Part 4. She's getting old, alone again trying to tell the story of parts 1-3 before she dies.

Part 5? There's been something else from earlier and all along, a paradisal vision in pictures and writing. She has gathered bits of it but goes on not knowing what to do with them.

26

I read her love declarations and feel she's completely off her rocker, and then I realize that everything she was declaring she wanted came to her eighteen months later. It's as if my beam had found Tom in the distance and my feeling was simply misaimed. Can that esoteric description be true? It says yes.

28

Snow on the crests this morning. The linden's still full but half yellow. Down here every morning wet streets.

29

It's almost 6pm and I've worked since 7. A Sunday. I could work that long because I was working on the falling in love months with Tom.

October 8

It was raining last night and this morning there was wet snow on the garden. The hills have gold touches amid their white.

11

Orion brilliant straight down the path before daylight. So cold. Everything in the garden lying both wilted and stiff.

18

When I lay down last night my heart kept me awake again. This time it was jumping around rather than thrumming. I lay there mystified and scared feeling there's nothing I can do and no kind of help. Dozed off. Woke hard a bit after midnight with a quite intense pressing sensation in the area below the left shoulder's bump. Got up and checked my bp, drank some water. Read until I faded. Woke at 7:30 to a bright day behind the venetians.

The sun is so horizontal now that it reaches to the laundry room's far wall.

Am I now paying for the strenuousness of the work I did then? I could feel that it was hard on my heart. - It says not. Or maybe it's the cost of its long valiant effort to drive an asymmetrical body.

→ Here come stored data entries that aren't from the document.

//! Assertions over whole sequences.
//!
//! Every function here drains the sequence it is given and panics with both
//! sides printed on mismatch.

use std::collections::HashMap;
use std::fmt::Debug;
use std::hash::Hash;

/// Assert that `actual` yields exactly `expected`, in order.
///
/// # Panics
///
/// Panics at the first differing position, or if the lengths differ.
///
/// # Example
///
/// ```
/// use ironseq::testing::assert_yields;
///
/// assert_yields(ironseq::round_robin([vec![1, 2], vec![3]]), [1, 3, 2]);
/// ```
pub fn assert_yields<A, E, T>(actual: A, expected: E)
where
    A: IntoIterator<Item = T>,
    E: IntoIterator<Item = T>,
    T: Debug + PartialEq,
{
    let actual: Vec<T> = actual.into_iter().collect();
    let expected: Vec<T> = expected.into_iter().collect();
    if let Some(i) = actual.iter().zip(&expected).position(|(a, e)| a != e) {
        panic!(
            "Sequence mismatch at index {i}:\n  Expected: {:?}\n  Actual: {:?}\n  Full expected: {expected:?}\n  Full actual: {actual:?}",
            expected[i], actual[i]
        );
    }
    assert_eq!(
        actual.len(),
        expected.len(),
        "Sequence length mismatch:\n  Expected: {expected:?}\n  Actual: {actual:?}"
    );
}

fn tally<T: Eq + Hash>(items: impl IntoIterator<Item = T>) -> HashMap<T, usize> {
    let mut counts = HashMap::new();
    for item in items {
        *counts.entry(item).or_insert(0) += 1;
    }
    counts
}

/// Assert that `actual` yields the same items as `expected`, with the same
/// multiplicities, in any order.
///
/// # Panics
///
/// Panics if any item is missing, extra, or repeated a different number of times.
///
/// # Example
///
/// ```
/// use ironseq::testing::assert_yields_unordered;
///
/// assert_yields_unordered(vec![3, 1, 2, 1], [1, 1, 2, 3]);
/// ```
pub fn assert_yields_unordered<A, E, T>(actual: A, expected: E)
where
    A: IntoIterator<Item = T>,
    E: IntoIterator<Item = T>,
    T: Debug + Eq + Hash,
{
    let actual = tally(actual);
    let expected = tally(expected);
    if actual != expected {
        let missing: Vec<_> = expected
            .iter()
            .filter(|(item, n)| actual.get(*item).is_none_or(|m| m < *n))
            .map(|(item, _)| item)
            .collect();
        let extra: Vec<_> = actual
            .iter()
            .filter(|(item, n)| expected.get(*item).is_none_or(|m| m < *n))
            .map(|(item, _)| item)
            .collect();
        panic!("Sequence content mismatch:\n  Missing or short: {missing:?}\n  Extra or repeated: {extra:?}");
    }
}

/// Assert that `matched` and `unmatched` partition `source`: every source item
/// lands on the side `predicate` picks, and each side keeps source order.
///
/// # Panics
///
/// Panics if either side differs from the filtered source.
///
/// # Example
///
/// ```
/// use ironseq::testing::assert_partitions;
///
/// let (even, odd) = ironseq::split(|x: &i32| x % 2 == 0, 0..6);
/// assert_partitions(even, odd, 0..6, |x| x % 2 == 0);
/// ```
pub fn assert_partitions<M, U, S, T, P>(matched: M, unmatched: U, source: S, mut predicate: P)
where
    M: IntoIterator<Item = T>,
    U: IntoIterator<Item = T>,
    S: IntoIterator<Item = T>,
    T: Debug + PartialEq,
    P: FnMut(&T) -> bool,
{
    let (want_matched, want_unmatched): (Vec<T>, Vec<T>) =
        source.into_iter().partition(|item| predicate(item));
    let matched: Vec<T> = matched.into_iter().collect();
    let unmatched: Vec<T> = unmatched.into_iter().collect();
    assert_eq!(matched, want_matched, "Matched side differs from filtered source");
    assert_eq!(unmatched, want_unmatched, "Unmatched side differs from filtered source");
}

/// Assert that every item satisfies `predicate`.
///
/// # Panics
///
/// Panics naming the first failing item and its index.
pub fn assert_all<I, P>(items: I, mut predicate: P)
where
    I: IntoIterator,
    I::Item: Debug,
    P: FnMut(&I::Item) -> bool,
{
    for (i, item) in items.into_iter().enumerate() {
        assert!(predicate(&item), "Item at index {i} failed predicate: {item:?}");
    }
}

/// Assert that no item satisfies `predicate`.
///
/// # Panics
///
/// Panics naming the first matching item and its index.
pub fn assert_none<I, P>(items: I, mut predicate: P)
where
    I: IntoIterator,
    I::Item: Debug,
    P: FnMut(&I::Item) -> bool,
{
    for (i, item) in items.into_iter().enumerate() {
        assert!(!predicate(&item), "Item at index {i} unexpectedly matched predicate: {item:?}");
    }
}
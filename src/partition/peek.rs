//! Non-destructive look-ahead.
//!
//! [`peek`] hands back two readers over the same source:
//!
//! - [`Peeked`] yields (clones of) the first `n` items.
//! - [`Continuation`] yields *every* item, peeked ones included, in the original
//!   order.
//!
//! The two can be driven in any order, or interleaved. The physical source is
//! pulled once per item no matter how the readers are used; items are kept in
//! a shared queue only until both readers have seen them (or the peeked reader
//! has been dropped or has run out of its `n`).

use crate::partition::tee::{tee, TeeReader};
use std::fmt;
use std::iter::FusedIterator;

/// Finite preview over the first `n` items, returned by [`peek`].
#[must_use = "iterators are lazy and do nothing unless consumed"]
pub struct Peeked<I>
where
    I: Iterator,
    I::Item: Clone,
{
    reader: TeeReader<I>,
}

/// Full replay of the source, returned by [`peek`].
#[must_use = "iterators are lazy and do nothing unless consumed"]
pub struct Continuation<I>
where
    I: Iterator,
    I::Item: Clone,
{
    reader: TeeReader<I>,
}

/// Peek at the first `n` items of `items` without losing them.
///
/// Returns `(peeked, continuation)`. `peeked` yields `min(n, len)` items;
/// draining `continuation` yields all of `items` exactly once, in order,
/// whether or not `peeked` was driven first. A count of zero is valid and
/// yields an empty preview.
///
/// # Example
/// ```
/// let (head, all) = ironseq::peek(vec![1, 2, 3].into_iter(), 2);
/// assert_eq!(head.collect::<Vec<_>>(), vec![1, 2]);
/// assert_eq!(all.collect::<Vec<_>>(), vec![1, 2, 3]);
/// ```
pub fn peek<I>(items: I, n: usize) -> (Peeked<I::IntoIter>, Continuation<I::IntoIter>)
where
    I: IntoIterator,
    I::Item: Clone,
{
    let (peeked, continuation) = tee(items.into_iter(), [Some(n), None]);
    (
        Peeked { reader: peeked },
        Continuation {
            reader: continuation,
        },
    )
}

/// Peek at the first item only.
pub fn peek_one<I>(items: I) -> (Peeked<I::IntoIter>, Continuation<I::IntoIter>)
where
    I: IntoIterator,
    I::Item: Clone,
{
    peek(items, 1)
}

impl<I> Iterator for Peeked<I>
where
    I: Iterator,
    I::Item: Clone,
{
    type Item = I::Item;

    fn next(&mut self) -> Option<I::Item> {
        self.reader.next()
    }
}

impl<I> FusedIterator for Peeked<I>
where
    I: Iterator,
    I::Item: Clone,
{
}

impl<I> Continuation<I>
where
    I: Iterator,
    I::Item: Clone,
{
    /// Number of already-pulled items held back for either reader.
    #[must_use]
    pub fn buffered(&self) -> usize {
        self.reader.buffered()
    }
}

impl<I> Iterator for Continuation<I>
where
    I: Iterator,
    I::Item: Clone,
{
    type Item = I::Item;

    fn next(&mut self) -> Option<I::Item> {
        self.reader.next()
    }
}

impl<I> FusedIterator for Continuation<I>
where
    I: Iterator,
    I::Item: Clone,
{
}

impl<I> fmt::Debug for Peeked<I>
where
    I: Iterator,
    I::Item: Clone,
{
    fn fmt(&self, f: &mut fmt::Formatter<'_>) -> fmt::Result {
        f.debug_struct("Peeked").finish_non_exhaustive()
    }
}

impl<I> fmt::Debug for Continuation<I>
where
    I: Iterator,
    I::Item: Clone,
{
    fn fmt(&self, f: &mut fmt::Formatter<'_>) -> fmt::Result {
        f.debug_struct("Continuation")
            .field("buffered", &self.buffered())
            .finish_non_exhaustive()
    }
}
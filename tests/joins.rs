use anyhow::{anyhow, Result};
use ironseq::testing::CountingIter;
use ironseq::*;

#[derive(Clone, Debug, PartialEq)]
struct User {
    id: u32,
    name: &'static str,
}

#[derive(Clone, Debug, PartialEq)]
struct Order {
    user_id: u32,
    total: u32,
}

#[test]
fn inner_join_pairs_matching_keys_in_left_order() {
    let orders = vec![
        Order { user_id: 2, total: 10 },
        Order { user_id: 9, total: 99 },
        Order { user_id: 1, total: 5 },
        Order { user_id: 2, total: 7 },
    ];
    let users = vec![User { id: 1, name: "ada" }, User { id: 2, name: "bob" }];

    let joined: Vec<(u32, &str)> = inner_join(orders, users, |o| o.user_id, |u| u.id)
        .map(|(o, u)| (o.total, u.name))
        .collect();
    assert_eq!(joined, vec![(10, "bob"), (5, "ada"), (7, "bob")]);
}

#[test]
fn duplicate_right_keys_keep_the_last() {
    let left = vec![1, 2];
    let right = vec![(1, "first"), (2, "only"), (1, "second")];
    let joined: Vec<_> = inner_join(left, right, |l| *l, |r| r.0).collect();
    assert_eq!(joined, vec![(1, (1, "second")), (2, (2, "only"))]);
}

#[test]
fn empty_sides_join_to_nothing() {
    let joined: Vec<(u8, u8)> = inner_join(Vec::<u8>::new(), vec![1u8], |l| *l, |r| *r).collect();
    assert!(joined.is_empty());
    let joined: Vec<(u8, u8)> = inner_join(vec![1u8], Vec::<u8>::new(), |l| *l, |r| *r).collect();
    assert!(joined.is_empty());
}

#[test]
fn right_is_indexed_eagerly_and_left_streamed() {
    let left = CountingIter::new(0..1_000);
    let left_pulls = left.counter();
    let right = CountingIter::new((0..10).map(|k| k * 100));
    let right_pulls = right.counter();

    let mut joined = inner_join(left, right, |l| *l, |r| *r);
    assert_eq!(right_pulls.get(), 10);
    assert_eq!(left_pulls.get(), 0);
    assert_eq!(joined.indexed(), 10);

    assert_eq!(joined.next(), Some((0, 0)));
    assert_eq!(joined.next(), Some((100, 100)));
    assert_eq!(left_pulls.get(), 101);
}

#[test]
fn try_inner_join_reports_left_key_failure() {
    let left = vec!["1", "x", "2"];
    let right = vec![(1, 'a'), (2, 'b')];
    let joined: Vec<_> = try_inner_join(
        left,
        right,
        |l: &&str| l.parse::<i32>().map_err(|e| anyhow!("bad left key {l}: {e}")),
        |r: &(i32, char)| Ok(r.0),
    )
    .unwrap()
    .collect();
    assert_eq!(joined.len(), 2);
    assert_eq!(joined[0].as_ref().ok(), Some(&("1", (1, 'a'))));
    assert!(joined[1].as_ref().is_err_and(Error::is_callback));
}

#[test]
fn try_inner_join_fails_fast_on_right_key() {
    let result = try_inner_join(
        vec![1],
        vec![1, 2, 3],
        |l: &i32| Ok(*l),
        |r: &i32| if *r == 2 { Err(anyhow!("boom")) } else { Ok(*r) },
    );
    let err = result.err().expect("right side error");
    assert!(err.is_callback());
}

#[test]
fn try_inner_join_success_path() -> Result<()> {
    let joined = try_inner_join(
        vec![3, 1],
        vec![1, 2, 3],
        |l: &i32| Ok::<_, anyhow::Error>(*l),
        |r: &i32| Ok(*r),
    )?
    .collect::<ironseq::Result<Vec<_>>>()?;
    assert_eq!(joined, vec![(3, 3), (1, 1)]);
    Ok(())
}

Working on the 110 days in 2000 at the same time as heart trouble now - and the suspended worry about why Louie has given up on me - what is it I'm feeling. That I was something then that was so rich and now have come to such a dry scared end and what is the relation of this self and that one.

- There's what I was learning about the means of aboutness and there's what I was learning about how to talk to be able to think better and there's what I was learning about how to work with my personal limiting structures to be able to know and do more. Is the whole of Tom subsumed in that one? He was that and something else too, my sample human. Theory's practice. After that so were my students.

19

How this woman had to manage herself to complete a large work - what she had to manage - resistances of remnant childishness and evolved female imperatives.

That's the right emphasis       YES
And don't leave out male resistance       yes

Which I didn't manage well at all - I kept not doing what it advised.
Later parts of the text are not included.